I wanted to setup a simple SMTP server for a very small application. Everything worked fine when I tested it in my linux machine. However, the same is not working properly when i package my application and deploy it as a pod in K8S cluster.
My machine details: python version - 3.8, OS - Ubuntu 20.04
My Pod details: python version - 3.10, OS - rocky linux 8
Output of postconf -n
alias_database = hash:/etc/aliases
alias_maps = hash:/etc/aliases
append_dot_mydomain = no
biff = no
broken_sasl_auth_clients = yes
compatibility_level = 2
cyrus_sasl_config_path = /etc/postfix/sasl
inet_interfaces = all
inet_protocols = all
mailbox_size_limit = 0
mydestination = $myhostname, localhost.$mydomain
mydomain = abc.com
myhostname = 192-168-168-100
mynetworks = 127.0.0.0/8 [::ffff:127.0.0.0]/104 [::1]/128 192.168.168.100
myorigin = /etc/mailname
readme_directory = no
recipient_delimiter = +
relayhost =
smtp_tls_CApath = /etc/ssl/certs
smtp_tls_security_level = may
smtp_tls_session_cache_database = btree:${data_directory}/smtp_scache
smtpd_banner = $myhostname ESMTP $mail_name (Ubuntu)
smtpd_client_restrictions = permit_sasl_authenticated, reject
smtpd_recipient_restrictions = permit_sasl_authenticated, permit_mynetworks,
reject_unauth_destination
smtpd_relay_restrictions = permit_mynetworks permit_sasl_authenticated
defer_unauth_destination
smtpd_sasl_auth_enable = yes
smtpd_sasl_local_domain = $myhostname
smtpd_sasl_security_options = noanonymous
smtpd_tls_CAfile = /etc/abc/certificates/new/my-ca-cert.pem
smtpd_tls_cert_file = /etc/ssl/certs/ssl-cert-snakeoil.pem
smtpd_tls_key_file = /etc/ssl/private/ssl-cert-snakeoil.key
smtpd_tls_received_header = yes
smtpd_tls_security_level = may
smtpd_use_tls = yes
SMTP Context is
ca_cert = "/etc/abc/certificates/new/my-ca-cert.pem"
class SMTPSSLContext:
_instance = None
def __new__(cls):
if cls._instance is None:
cls._instance = super(SMTPSSLContext, cls).__new__(cls)
cls._smtp_ssl_context = None
try:
if ca_cert:
cls._smtp_ssl_context = create_default_context()
cls._smtp_ssl_context.load_verify_locations(cafile=ca_cert)
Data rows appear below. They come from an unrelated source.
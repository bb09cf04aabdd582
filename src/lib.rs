//! pixfx - Batch image effect processor
//!
//! A library for applying colour, halftone, and geometry effects to raster
//! images. Effects are composed into an ordered [`effects::Pipeline`] and
//! applied over a directory of images by the [`batch`] runner; output file
//! names record the stages that ran.

pub mod batch;
pub mod cli;
pub mod effects;
pub mod error;
pub mod manifest;
pub mod output;
pub mod types;

pub use batch::{image_files, output_name, process_all, process_file, BatchSummary};
pub use effects::{Effect, Pipeline, ResampleFilter, StageContext};
pub use error::{FxError, Result};
pub use manifest::Manifest;
pub use types::{shuffle_colours, Colour, ColourSpec, NamedPalette, BUILTIN_PALETTES};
cls._smtp_ssl_context.check_hostname = False
print("Successfully created SMTP SSL context")
except Exception:
cls._smtp_ssl_context = None
raise
return cls._instance
def get_smtp_ssl_context(self):
return self._smtp_ssl_context
Send Email is
def send_email(self, from_id: str, to_id: str, message: MIMEMultipart):
try:
with smtplib.SMTP(smtp_server, port) as server:
if self.smtp_ssl_context:
print('-------- SSL Context is Available --------------')
server.starttls(context=self.smtp_ssl_context)
if username and password:
server.login(user=username, password=password)
server.sendmail(from_addr=from_id, to_addrs=to_id, msg=message.as_string())
except Exception:
raise
When this code is executed from pod, i am getting the following error
ssl.SSLCertVerificationError: [SSL: CERTIFICATE_VERIFY_FAILED] certificate verify failed: self signed certificate (_ssl.c:997)
Note: This error goes if i change the values of smtpd_tls_cert_file and smtpd_tls_key_file to my own certificates in postfix main.cf.
My questions are:
- Why the behaviour of the ssl handshake is different between a local VM and the pod?
- When I do not want TLS only authentication, why should i specify smtpd_tls_cert_file and smtpd_tls_key_file?